Сбылся второй вариант, и я очень, конечно, обрадовался, и тут же сгреб и эти все ночные шампуни вслед за вечерними.
А дальше я приходил в номер пару раз в день, зная, что хаускипинг не дремлет и является то пополнить минибар, то зарядить фруктов с запиской от генерального менеджера, а то и убрать кровать по-вечернему. Всякий раз перед всеми этими церемониями я опорожнял шампунно-гелевые запасы, но они тут же магически восполнялись.
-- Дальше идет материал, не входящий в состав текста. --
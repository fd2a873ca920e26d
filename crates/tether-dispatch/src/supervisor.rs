//! The dispatch supervisor.
//!
//! The supervisor is the single entry point for inbound interaction
//! events. It classifies each event, resolves or creates the target
//! [`Runtime`], and enqueues the event — never blocking and never running
//! handler code on the delivery thread.
//!
//! Routing rules:
//! - top-level interactions (commands, autocomplete) always start a fresh
//!   runtime;
//! - components and modals are traced back to their runtime through the
//!   custom id embedded in the component; ids without the framework prefix
//!   belong to someone else and are ignored;
//! - independent components run on a throwaway runtime that is never
//!   registered and closes once its queue drains;
//! - a bound id whose runtime is gone produces the user-visible
//!   unknown-interaction reply, never a silent drop.
//!
//! [`Supervisor::start`] is the sole creation path; owning the returned
//! handle is owning the dispatcher.

use std::collections::HashMap;
use std::sync::Arc;

use parking_lot::Mutex;
use tracing::{debug, error, info, warn};

use tether_core::custom_id::{CustomId, Scope};
use tether_core::event::InteractionEvent;
use tether_core::gateway::EventSink;
use tether_core::interactions::InteractionDefinition;
use tether_core::registry::InteractionRegistry;

use crate::adapt::TypeAdapters;
use crate::config::{DispatchConfig, ExpirationStrategy};
use crate::handling::Engine;
use crate::messages::{DefaultErrorMessages, ErrorMessageFactory};
use crate::middleware::{
    AllowAllPermissions, CooldownStore, InMemoryCooldowns, Middleware, Middlewares,
    PermissionsProvider, Priority,
};
use crate::reply::bare_payload;
use crate::runtime::Runtime;

struct SupervisorInner {
    engine: Arc<Engine>,
    runtimes: Mutex<HashMap<String, Runtime>>,
}

/// Handle to a started dispatcher.
///
/// Cloning is cheap; all clones drive the same runtime registry. Dropping
/// the last handle closes every runtime.
#[derive(Clone)]
pub struct Supervisor {
    inner: Arc<SupervisorInner>,
}
//! Slash and context command handling.

use std::sync::Arc;

use tracing::{debug, error};

use tether_core::definition::ArgValue;
use tether_core::event::{ContextTarget, InteractionEvent, InteractionKind};
use tether_core::interactions::{ContextTargetKind, InteractionDefinition};

use super::Engine;
use crate::context::InvocationContext;
use crate::runtime::Runtime;
use crate::validate;

pub(crate) async fn slash(engine: &Engine, runtime: &Runtime, event: Arc<InteractionEvent>) {
    let InteractionKind::SlashCommand { command, options } = event.kind() else {
        return;
    };

    let definition = match engine.registry.command(command) {
        Ok(definition) => definition,
        Err(lookup_error) => {
            error!(command = %command, error = %lookup_error, "Unknown command");
            engine
                .send_cancellation(runtime, &event, None, engine.messages.unknown_interaction())
                .await;
            return;
        }
    };
    let InteractionDefinition::SlashCommand(slash) = &*definition else {
        error!(command = %command, "Command name resolves to a non-slash definition");
        engine
            .send_cancellation(runtime, &event, None, engine.messages.unknown_interaction())
            .await;
        return;
    };

    debug!(command = %command, "Type adapting arguments");
    let args = match engine.adapters.adapt_options(&slash.options, options) {
        Ok(args) => args,
        Err(adapt_error) => {
            debug!(error = %adapt_error, "Type adapting failed");
            let reply = engine.messages.type_adapting_failed(&adapt_error);
            engine
                .send_cancellation(runtime, &event, Some(&definition), reply)
                .await;
            return;
        }
    };

    if let Err(violation) = validate::check(&args, &slash.options) {
        debug!(option = %violation.option, "Constraint failed");
        let reply = engine.messages.constraint_failed(&violation);
        engine
            .send_cancellation(runtime, &event, Some(&definition), reply)
            .await;
        return;
    }

    let ctx = InvocationContext::new(event, definition, args, runtime.kv());
    engine.finish(runtime, ctx, true).await;
}

pub(crate) async fn context(engine: &Engine, runtime: &Runtime, event: Arc<InteractionEvent>) {
    let InteractionKind::ContextCommand { command, target } = event.kind() else {
        return;
    };

    let definition = match engine.registry.command(command) {
        Ok(definition) => definition,
        Err(lookup_error) => {
            error!(command = %command, error = %lookup_error, "Unknown context command");
            engine
                .send_cancellation(runtime, &event, None, engine.messages.unknown_interaction())
                .await;
            return;
        }
    };
    let InteractionDefinition::ContextCommand(context) = &*definition else {
        error!(command = %command, "Command name resolves to a non-context definition");
        engine
            .send_cancellation(runtime, &event, None, engine.messages.unknown_interaction())
            .await;
        return;
    };

    let argument = match (context.target, target) {
        (ContextTargetKind::User, ContextTarget::User(user)) => ArgValue::User(user.clone()),
        (ContextTargetKind::Message, ContextTarget::Message(message)) => {
            ArgValue::Message(message.clone())
        }
        (expected, _) => {
            error!(
                command = %command,
                expected = ?expected,
                "Context command target does not match its definition"
            );
            engine
                .send_cancellation(runtime, &event, None, engine.messages.unknown_interaction())
                .await;
            return;
        }
    };

    let ctx = InvocationContext::new(event, definition, vec![argument], runtime.kv());
    engine.finish(runtime, ctx, true).await;
}
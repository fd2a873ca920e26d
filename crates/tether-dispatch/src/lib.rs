//! # Tether Dispatch
//!
//! The dispatch engine of the Tether interaction framework: everything
//! between "the platform delivered an interaction event" and "the bound
//! handler method ran and its reply went out".
//!
//! ## Architecture
//!
//! Events flow through four stages:
//!
//! ```text
//! ┌──────────┐   ┌────────────┐   ┌─────────────────────────────┐
//! │ Platform │──▶│ Supervisor │──▶│ Runtime (one per            │
//! │ adapter  │   │ (classify, │   │ conversation): FIFO queue + │
//! └──────────┘   │  route)    │   │ single worker task          │
//!                └────────────┘   └──────────────┬──────────────┘
//!                                                ▼
//!                              pipeline (adapt → validate) →
//!                              middlewares → invoke → reply
//! ```
//!
//! - The [`Supervisor`] is the single event entry point. It classifies
//!   each event, creates a fresh [`Runtime`] for top-level interactions,
//!   and traces components and modals back to their owning runtime via
//!   the custom id.
//! - Each [`Runtime`] serializes its conversation's events onto one worker
//!   task; distinct runtimes run in parallel.
//! - The argument pipeline ([`TypeAdapters`], constraint validation) turns
//!   raw platform values into typed arguments.
//! - The [`Middleware`] chain runs priority-ordered checks that may cancel
//!   the invocation with a reply.
//! - The invoker calls the bound handler on the runtime-cached controller
//!   instance and delivers its reply, stamping attached components with
//!   runtime-scoped custom ids.

pub mod adapt;
pub mod config;
pub mod context;
mod handling;
pub mod messages;
pub mod middleware;
mod reply;
pub mod runtime;
pub mod supervisor;
pub mod validate;

#[cfg(test)]
pub(crate) mod testing;

pub use adapt::{AdaptError, TypeAdapter, TypeAdapters};
pub use config::{DispatchConfig, ExpirationStrategy};
pub use context::InvocationContext;
pub use messages::{DefaultErrorMessages, ErrorMessageFactory};
pub use middleware::{
    AllowAllPermissions, CooldownMiddleware, CooldownOutcome, CooldownStore, InMemoryCooldowns,
    Middleware, Middlewares, PermissionsMiddleware, PermissionsProvider, Priority,
};
pub use reply::DeliverError;
pub use runtime::Runtime;
pub use supervisor::{Supervisor, SupervisorBuilder};
pub use validate::ConstraintViolation;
На третий день моей волшебной жизни в «Адлоне» я явился непоздним вечером домой, чтоб успеть до ужина спрятать в чемодан очередных десять недетских флаконов, но уже на пороге мне пришлось остановиться и почти провалиться под пол. Потому что ровно в прихожей, на аккуратном круглом столике, меня ждала огромная, я не преувеличиваю, огромная корзина. Она была вся укутана в шебуршащую прозрачную бумагу. Под бумагой скрывались примерно полсотни этих флаконов. Сверху прилагась записка: «Драгоценный Федор! Мы надеемся, что вам понравится наш небольшой подарок. Ваш генеральный менеджер Ханс-Петер такой-то».
Мне стало сразу стыдно и приятно. Стыдно – что подумал Ханс-Петер, которому, видать, нажаловались на меня невидимые убирашки. Приятно – какое количество подарков я привезу в Москву!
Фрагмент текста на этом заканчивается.